(Data excerpts)
//! ==============================================================================
//! store.rs - history store / query engine
//! ==============================================================================
//!
//! purpose:
//!     append-only history of readings in an embedded sqlite database.
//!     insert assigns sequential ids; queries are point lookup, last, count
//!     and a downsampled time-range scan.
//!
//! access rule:
//!     HistoryStore is not shared directly. it lives inside the StoreArbiter
//!     and every method below is called by whoever currently holds the guard.
//!     all methods are blocking and run on the blocking pool.
//!
//! table:
//!     history(id INTEGER PK AUTOINCREMENT, time INTEGER ms, temp REAL, hum REAL)
//!
//! ==============================================================================

use crate::domain::{from_millis, Reading};
use crate::error::StoreResult;
use rusqlite::{params, Connection, OptionalExtension, Row};
use std::path::Path;
use tracing::{debug, info};

/// range queries return at most this many points when no limit is given
pub const DEFAULT_RANGE_LIMIT: usize = 100;

/// default range start, 2012-01-01T00:00:00 local (epoch ms)
pub const DEFAULT_RANGE_START_MS: i64 = 1_325_286_000_603;

/// default range end, 2020-01-01T00:00:00 local (epoch ms)
pub const DEFAULT_RANGE_END_MS: i64 = 1_577_746_800_603;

const HISTORY_SCHEMA: &str = r"
CREATE TABLE IF NOT EXISTS history (
    id      INTEGER PRIMARY KEY AUTOINCREMENT,
    time    INTEGER NOT NULL,
    temp    REAL NOT NULL,
    hum     REAL NOT NULL
);
CREATE INDEX IF NOT EXISTS history_time ON history (time);
";

const SELECT_COLUMNS: &str = "SELECT id, time, temp, hum FROM history";

pub struct HistoryStore {
    conn: Connection,
}

impl HistoryStore {
    /// open (or create) the history database at `path`
    pub fn open<P: AsRef<Path>>(path: P) -> StoreResult<Self> {
        let conn = Connection::open(path.as_ref())?;
        conn.execute_batch("PRAGMA journal_mode=WAL; PRAGMA synchronous=NORMAL;")?;
        conn.execute_batch(HISTORY_SCHEMA)?;
        info!(path = %path.as_ref().display(), "history store ready");
        Ok(Self { conn })
    }

    /// in-memory store (tests, dry runs)
    pub fn open_in_memory() -> StoreResult<Self> {
        let conn = Connection::open_in_memory()?;
        conn.execute_batch(HISTORY_SCHEMA)?;
        Ok(Self { conn })
    }

    /// append a reading, returning the id it was given
    pub fn insert(&mut self, reading: &Reading) -> StoreResult<i64> {
        self.conn.execute(
            "INSERT INTO history (time, temp, hum) VALUES (?1, ?2, ?3)",
            params![reading.timestamp_ms(), reading.temperature, reading.humidity],
        )?;
        let id = self.conn.last_insert_rowid();
        debug!(id, "reading recorded");
        Ok(id)
    }

    pub fn get_by_id(&self, id: i64) -> StoreResult<Option<Reading>> {
        let reading = self
            .conn
            .query_row(&format!("{SELECT_COLUMNS} WHERE id = ?1"), params![id], row_to_reading)
            .optional()?;
        Ok(reading)
    }

    /// highest-id row
    pub fn last(&self) -> StoreResult<Option<Reading>> {
        let reading = self
            .conn
            .query_row(&format!("{SELECT_COLUMNS} ORDER BY id DESC LIMIT 1"), [], row_to_reading)
            .optional()?;
        Ok(reading)
    }

    pub fn count(&self) -> StoreResult<u64> {
        let count: i64 = self
            .conn
            .query_row("SELECT COUNT(*) FROM history", [], |row| row.get(0))?;
        Ok(count as u64)
    }

    /// rows with time in [start_ms, end_ms], downsampled to roughly `limit` points
    ///
    /// step = max(1, matching / limit); the n-th matching row (0-based, time
    /// order) is kept when n % step == 0. `limit == 0` means the default of 100.
    /// an inverted window yields an empty list.
    pub fn range(&self, limit: usize, start_ms: i64, end_ms: i64) -> StoreResult<Vec<Reading>> {
        if end_ms < start_ms {
            return Ok(Vec::new());
        }
        let limit = if limit == 0 { DEFAULT_RANGE_LIMIT } else { limit };

        let matching: i64 = self.conn.query_row(
            "SELECT COUNT(*) FROM history WHERE time >= ?1 AND time <= ?2",
            params![start_ms, end_ms],
            |row| row.get(0),
        )?;
        let step = (matching as usize / limit).max(1);
        debug!(matching, step, "range scan");

        let mut stmt = self.conn.prepare(&format!(
            "{SELECT_COLUMNS} WHERE time >= ?1 AND time <= ?2 ORDER BY time, id"
        ))?;
        let rows = stmt.query_map(params![start_ms, end_ms], row_to_reading)?;

        let mut result = Vec::with_capacity((matching as usize).min(limit));
        for (seen, row) in rows.enumerate() {
            let reading = row?;
            if seen % step == 0 {
                result.push(reading);
            }
        }
        Ok(result)
    }
}

#[cfg(test)]
impl HistoryStore {
    /// drop the history table so every later operation fails
    pub(crate) fn break_for_test(&mut self) {
        let _ = self.conn.execute_batch("DROP TABLE history");
    }
}

impl std::fmt::Debug for HistoryStore {
    fn fmt(&self, f: &mut std::fmt::Formatter<'_>) -> std::fmt::Result {
        f.debug_struct("HistoryStore").finish_non_exhaustive()
    }
}

fn row_to_reading(row: &Row<'_>) -> rusqlite::Result<Reading> {
    Ok(Reading {
        id: row.get(0)?,
        timestamp: from_millis(row.get(1)?),
        temperature: row.get(2)?,
        humidity: row.get(3)?,
    })
}

// ==============================================================================
// tests
// ==============================================================================
#[cfg(test)]
mod tests {
    use super::*;

    const T0: i64 = 1_700_000_000_000;

    fn store_with(n: i64, spacing_ms: i64) -> HistoryStore {
        let mut store = HistoryStore::open_in_memory().unwrap();
        for i in 0..n {
            let r = Reading::at(i as f64, 50.0, from_millis(T0 + i * spacing_ms));
            store.insert(&r).unwrap();
        }
        store
    }

    #[test]
    fn test_insert_then_get_by_id() {
        let mut store = HistoryStore::open_in_memory().unwrap();
        let r = Reading::now(21.5, 40.0);
        let id = store.insert(&r).unwrap();
        let back = store.get_by_id(id).unwrap().unwrap();
        assert_eq!(back.id, id);
        assert!(back.same_sample(&r));
    }

    #[test]
    fn test_ids_are_sequential() {
        let mut store = HistoryStore::open_in_memory().unwrap();
        let a = store.insert(&Reading::now(1.0, 1.0)).unwrap();
        let b = store.insert(&Reading::now(2.0, 2.0)).unwrap();
        assert_eq!(a, 1);
        assert_eq!(b, 2);
    }

    #[test]
    fn test_unknown_id_is_none() {
        let store = store_with(3, 1_000);
        assert!(store.get_by_id(99).unwrap().is_none());
        assert!(store.get_by_id(0).unwrap().is_none());
    }

    #[test]
    fn test_last_and_count() {
        let mut store = HistoryStore::open_in_memory().unwrap();
        assert!(store.last().unwrap().is_none());
        assert_eq!(store.count().unwrap(), 0);

        let t0 = Reading::at(21.5, 40.0, from_millis(T0));
        let t1 = Reading::at(22.0, 41.0, from_millis(T0 + 30_000));
        store.insert(&t0).unwrap();
        store.insert(&t1).unwrap();

        let last = store.last().unwrap().unwrap();
        assert!(last.same_sample(&t1));
        assert_eq!(last.id, 2);
        assert_eq!(store.count().unwrap(), 2);
    }

    #[test]
    fn test_last_follows_id_not_time() {
        let mut store = HistoryStore::open_in_memory().unwrap();
        store.insert(&Reading::at(1.0, 1.0, from_millis(T0 + 10_000))).unwrap();
        store.insert(&Reading::at(2.0, 2.0, from_millis(T0))).unwrap();
        assert_eq!(store.last().unwrap().unwrap().temperature, 2.0);
    }

    #[test]
    fn test_range_downsamples_evenly() {
        let store = store_with(1000, 30_000);
        let rows = store.range(100, T0, T0 + 1000 * 30_000).unwrap();
        assert_eq!(rows.len(), 100);
        for (i, r) in rows.iter().enumerate() {
            assert_eq!(r.temperature, (i * 10) as f64);
        }
    }

    #[test]
    fn test_range_is_deterministic() {
        let store = store_with(537, 1_000);
        let a = store.range(50, T0, T0 + 600_000).unwrap();
        let b = store.range(50, T0, T0 + 600_000).unwrap();
        assert_eq!(a, b);
    }

    #[test]
    fn test_range_zero_limit_uses_default() {
        let store = store_with(1000, 1_000);
        let rows = store.range(0, T0, T0 + 1_000_000).unwrap();
        assert_eq!(rows.len(), 100);
    }

    #[test]
    fn test_range_huge_limit_returns_matching_rows() {
        let store = store_with(1, 1_000);
        assert_eq!(store.range(usize::MAX, 0, i64::MAX).unwrap().len(), 1);
        assert_eq!(store.range(1usize << 44, 0, i64::MAX).unwrap().len(), 1);
    }

    #[test]
    fn test_range_smaller_than_limit_returns_all() {
        let store = store_with(7, 1_000);
        let rows = store.range(100, T0, T0 + 10_000).unwrap();
        assert_eq!(rows.len(), 7);
    }

    #[test]
    fn test_range_bounds_are_inclusive() {
        let store = store_with(10, 1_000);
        let rows = store.range(100, T0 + 2_000, T0 + 4_000).unwrap();
        let temps: Vec<f64> = rows.iter().map(|r| r.temperature).collect();
        assert_eq!(temps, vec![2.0, 3.0, 4.0]);
    }

    #[test]
    fn test_range_inverted_window_is_empty() {
        let store = store_with(10, 1_000);
        assert!(store.range(100, T0 + 5_000, T0).unwrap().is_empty());
    }

    #[test]
    fn test_range_orders_by_timestamp() {
        let mut store = HistoryStore::open_in_memory().unwrap();
        store.insert(&Reading::at(3.0, 0.0, from_millis(T0 + 3_000))).unwrap();
        store.insert(&Reading::at(1.0, 0.0, from_millis(T0 + 1_000))).unwrap();
        store.insert(&Reading::at(2.0, 0.0, from_millis(T0 + 2_000))).unwrap();
        let temps: Vec<f64> = store
            .range(10, T0, T0 + 10_000)
            .unwrap()
            .iter()
            .map(|r| r.temperature)
            .collect();
        assert_eq!(temps, vec![1.0, 2.0, 3.0]);
    }

    #[test]
    fn test_reopen_keeps_history() {
        let dir = tempfile::tempdir().unwrap();
        let path = dir.path().join("history.db");
        {
            let mut store = HistoryStore::open(&path).unwrap();
            store.insert(&Reading::now(20.0, 30.0)).unwrap();
        }
        let mut store = HistoryStore::open(&path).unwrap();
        assert_eq!(store.count().unwrap(), 1);
        assert_eq!(store.insert(&Reading::now(21.0, 31.0)).unwrap(), 2);
    }

    #[test]
    fn test_backend_failure_is_reported() {
        let mut store = store_with(2, 1_000);
        store.break_for_test();
        assert!(store.insert(&Reading::now(1.0, 1.0)).is_err());
        assert!(store.count().is_err());
    }
}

> **AIM OF THE EXERCISE**
A single integer is the expected output: the number of lines in the data that include the word "step".

> **EXERCISE SOLUTION**
5